Dass Österreich im Play-Off der Gruppenzweiten schon aktuell nicht gesetzt wäre, ist nur ein ferner Spekulationsfaktor. Zudem wäre ein Scheitern im Play-Off kein kompletter Beinbruch für Koller.

Koller hat für die drei großen Gruppen-Gegner sicher bereits Ideen für spezifische Matchpläne. Nichts Weltbewegendes, nichts was die gegnerischen Coaches nicht locker antizipieren werden - aber gut genug für eine österreichische Mannschaft die mit brauchbarer Form in diese Begegnungen geht. Österreich müsste nicht einmal das bessere Team sein, alle drei Gegner sind auch über ihre Schwächen zu packen. Mit einem 3-1-2 oder gar 3-2-1 (und dazu wären auch wieder nur zwei oder drei wirklich gute, dominante Spiele nötig) wäre man in jedem Fall unter den Top 2.

Koller setzt auf wiedererlernte und runderneuert-automatisierte Aktions-Abläufe (wie sie im Georgien-Spiel bei 0:2 zu sehen waren) und auf eine erhöhte Effizienz, vor allem bei Standards, bisher eine Schwachstelle. Er will das "Schönspielen" durch das "Effektivspielen" ergänzen bzw ersetzen. Dafür kann er keine Ablenkung brauchen. Nicht personell, nicht systemisch, nicht von innen, nicht von außen. Koller hat sich auf den Kern, das Wesentliche zurückgezogen, und ist gerade dabei diese Parolen an seine Spieler auszugeben.

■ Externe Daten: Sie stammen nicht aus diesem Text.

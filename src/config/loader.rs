//! Configuration loading

use std::fs;
use std::path::{Path, PathBuf};

use tracing::{debug, warn};

use crate::domain::value_objects::{PackageManager, TransferStrategyKind};
use crate::error::{RolloutError, RolloutResult};

use super::types::{ColorMode, Config};

/// Project config, relative to the project root
pub const PROJECT_CONFIG: &str = ".rollout/config.toml";

/// User config, relative to the config directory
pub const USER_CONFIG: &str = "rollout/config.toml";

/// Non-fatal configuration warning surfaced to CLI users.
#[derive(Debug, Clone, PartialEq, Eq)]
pub struct ConfigWarning {
    pub key: String,
    pub file: PathBuf,
    pub line: Option<usize>,
    pub suggestion: Option<String>,
}

fn config_error(path: &Path, message: impl Into<String>) -> RolloutError {
    RolloutError::Config {
        file: path.to_path_buf(),
        message: message.into(),
    }
}

/// Parse one file, returning its raw table and unknown-key warnings
fn read_layer(path: &Path) -> RolloutResult<(toml::Table, Vec<ConfigWarning>)> {
    let content = fs::read_to_string(path)?;

    let mut unknown_paths: Vec<String> = Vec::new();
    let deserializer = toml::de::Deserializer::new(&content);
    let _: Config = serde_ignored::deserialize(deserializer, |p| {
        unknown_paths.push(p.to_string());
    })
    .map_err(|e| config_error(path, e.to_string()))?;

    let table: toml::Table =
        toml::from_str(&content).map_err(|e| config_error(path, e.to_string()))?;

    let warnings = unknown_paths
        .into_iter()
        .map(|path_str| {
            let key = path_str
                .split('.')
                .next_back()
                .unwrap_or(path_str.as_str())
                .to_string();
            ConfigWarning {
                key: key.clone(),
                file: path.to_path_buf(),
                line: find_line_number(&content, &key),
                suggestion: suggest_key(&key),
            }
        })
        .collect();

    Ok((table, warnings))
}

/// Load configuration and collect non-fatal warnings (e.g. unknown keys).
pub fn load_with_warnings(path: &Path) -> RolloutResult<(Config, Vec<ConfigWarning>)> {
    let (table, warnings) = read_layer(path)?;
    let config = toml::Value::Table(table)
        .try_into()
        .map_err(|e: toml::de::Error| config_error(path, e.to_string()))?;
    Ok((config, warnings))
}

/// Overlay `overlay` onto `base`; nested tables merge key by key
pub(super) fn merge(base: &mut toml::Table, overlay: toml::Table) {
    for (key, value) in overlay {
        match (base.get_mut(&key), value) {
            (Some(toml::Value::Table(existing)), toml::Value::Table(incoming)) => {
                merge(existing, incoming);
            }
            (_, value) => {
                base.insert(key, value);
            }
        }
    }
}

/// Layer user config, project config, and environment overrides
pub fn load_layered(project_root: &Path) -> RolloutResult<(Config, Vec<ConfigWarning>)> {
    let mut layers = Vec::new();
    if let Some(dir) = dirs_config_dir() {
        layers.push(dir.join(USER_CONFIG));
    }
    layers.push(project_root.join(PROJECT_CONFIG));

    let mut merged = toml::Table::new();
    let mut warnings = Vec::new();
    let mut last = None;
    for path in layers.into_iter().filter(|p| p.is_file()) {
        debug!(file = %path.display(), "loading config layer");
        let (table, layer_warnings) = read_layer(&path)?;
        merge(&mut merged, table);
        warnings.extend(layer_warnings);
        last = Some(path);
    }

    let config: Config = toml::Value::Table(merged).try_into().map_err(|e: toml::de::Error| {
        config_error(
            last.as_deref().unwrap_or_else(|| Path::new(PROJECT_CONFIG)),
            e.to_string(),
        )
    })?;

    Ok((with_env_overrides(config), warnings))
}

/// Apply environment variable overrides (ROLLOUT_* prefix)
pub fn with_env_overrides(config: Config) -> Config {
    apply_env_overrides(config, |name| std::env::var(name).ok())
}

/// Apply overrides from an arbitrary variable lookup
pub fn apply_env_overrides(mut config: Config, lookup: impl Fn(&str) -> Option<String>) -> Config {
    // ROLLOUT_CONNECT_TIMEOUT
    if let Some(value) = lookup("ROLLOUT_CONNECT_TIMEOUT") {
        match value.trim().parse::<u64>() {
            Ok(secs) if secs > 0 => config.connection.timeout_secs = secs,
            _ => warn!(value = %value, "ignoring invalid ROLLOUT_CONNECT_TIMEOUT"),
        }
    }

    // ROLLOUT_PACKAGE_MANAGER
    if let Some(value) = lookup("ROLLOUT_PACKAGE_MANAGER") {
        match value.parse::<PackageManager>() {
            Ok(pm) => config.build.package_manager = pm,
            Err(e) => warn!(error = %e, "ignoring ROLLOUT_PACKAGE_MANAGER"),
        }
    }

    // ROLLOUT_TRANSFER (delta|archive)
    if let Some(value) = lookup("ROLLOUT_TRANSFER") {
        match value.parse::<TransferStrategyKind>() {
            Ok(kind) => config.transfer.prefer_delta = kind == TransferStrategyKind::DeltaSync,
            Err(e) => warn!(error = %e, "ignoring ROLLOUT_TRANSFER"),
        }
    }

    // ROLLOUT_NO_COLOR
    if let Some(value) = lookup("ROLLOUT_NO_COLOR") {
        if !value.is_empty() && value != "0" && value.to_lowercase() != "false" {
            config.output.color = ColorMode::Never;
        }
    }

    config
}

/// Get XDG config directory
fn dirs_config_dir() -> Option<PathBuf> {
    std::env::var("XDG_CONFIG_HOME")
        .ok()
        .map(PathBuf::from)
        .or_else(|| dirs::home_dir().map(|h| h.join(".config")))
}

fn find_line_number(content: &str, needle: &str) -> Option<usize> {
    content
        .lines()
        .position(|line| line.contains(needle))
        .map(|i| i + 1)
}

fn suggest_key(unknown: &str) -> Option<String> {
    const CANDIDATES: &[&str] = &[
        "connection",
        "timeout_secs",
        "strict_host_key_checking",
        "build",
        "package_manager",
        "transfer",
        "prefer_delta",
        "compression_level",
        "output",
        "color",
    ];

    let mut best: Option<(&str, usize)> = None;
    for candidate in CANDIDATES {
        let dist = levenshtein(unknown, candidate);
        best = match best {
            None => Some((candidate, dist)),
            Some((_, best_dist)) if dist < best_dist => Some((candidate, dist)),
            Some(current) => Some(current),
        };
    }

    match best {
        Some((candidate, dist)) if dist <= 2 => Some(candidate.to_string()),
        _ => None,
    }
}

fn levenshtein(a: &str, b: &str) -> usize {
    if a == b {
        return 0;
    }

    let a_bytes = a.as_bytes();
    let b_bytes = b.as_bytes();

    let mut prev: Vec<usize> = (0..=b_bytes.len()).collect();
    let mut curr = vec![0usize; b_bytes.len() + 1];

    for (i, &ac) in a_bytes.iter().enumerate() {
        curr[0] = i + 1;
        for (j, &bc) in b_bytes.iter().enumerate() {
            let cost = if ac == bc { 0 } else { 1 };
            curr[j + 1] =
                std::cmp::min(std::cmp::min(prev[j + 1] + 1, curr[j] + 1), prev[j] + cost);
        }
        prev.clone_from_slice(&curr);
    }

    prev[b_bytes.len()]
}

Die kiefeln aktuell merklich an der noch immer nicht gut ausgearbeiteten Vergangenheit. Gegen Georgien waren so viele Muster aus dem Ungarn-Spiel allgegenwärtig, dass jedem Mental-Betreuer ganz übel werden musste. Kollers Lösung sieht keine aktive Verdrängung, sondern eine Rückbesinnung auf die davor bewiesenen Stärken sowie eine noch weiter vertiefte Konzentration auf die erwähnten Basis-Werte dieser Solidargemeinschaft vor. Koller geht davon aus, dass die neuen, bis Anfang Oktober erzielten individuellen Erfolgserlebnisse seiner Spieler die EM-Traumata überlagern werden.

Sollten das Heimspiel gegen Wales und das Auswärtsmatch gegen Serbien 4 oder mehr Punkte bringen, hat er sein Ziel erreicht, wird nicht weiter öffentlich in Frage gestellt werden und kann den Stiefel durchspielen. Bei 2 oder 3 Punkten würde dann das Oktober-Heimspiel gegen Irland als große nationale Aufgabe warten - auch keine schlechte Motivationshilfe.

Nur ein Punkt oder weniger könnten Kollers Marschroute ins Wackeln bringen. Da der ÖFB aber auch in diesem Fall eisern fest/zusammenhalten wird, wäre auch für diesen Fall maximal mit kosmetischen Neuerungen ab dem Frühjahr 2017 zu rechnen. Koller wird auf seiner Linie beharren, komme was wolle.

Das klingt alles recht formatiert, fantasielos, umgebungsresistent und stockkonservativ. In jedem Fall nicht nach Spaß für die Zuschauer oder gar Freude an gelungenen Volten.
Andererseits gibt es Schlimmeres als more of the same von etwas einstmals Gelungenem. Koller hat sich nie als der große Innovationsträger verkauft. Der war er auch immer nur in Relation zur neuerungsresistenten verödeten heimischen Trainerlandschaft.

Kollers Kalkulation ist, rein rechnerisch, auch durchaus nachzuvollziehen. Um den kurzfristigen Erfolg 16/17 einzufahren, setzt er auf die erlernten (und eh noch ungenügend abgerufenen) Fertigkeiten anstatt einen neuen Kurs auszugeben. Kollers Rechnung hat wohl ein 60/65 zu 40/35 ergeben (ich bin ein wenig darunter). Damit fühlt sich das gebrannte Kind dann eben doch wohler als mit einer Risiko-Partie, die mit einem Rausch aber auch mit einem Kater enden kann.

Diejenigen, die weiterhin eine diskursorientierte Debattenkultur jenseits populistischer Plattitüden anstoßen wollen, werden sich davon nicht abhalten lassen. Tatsächliche Veränderungen werden wir aber ins Jahr 2018 vertagen müssen.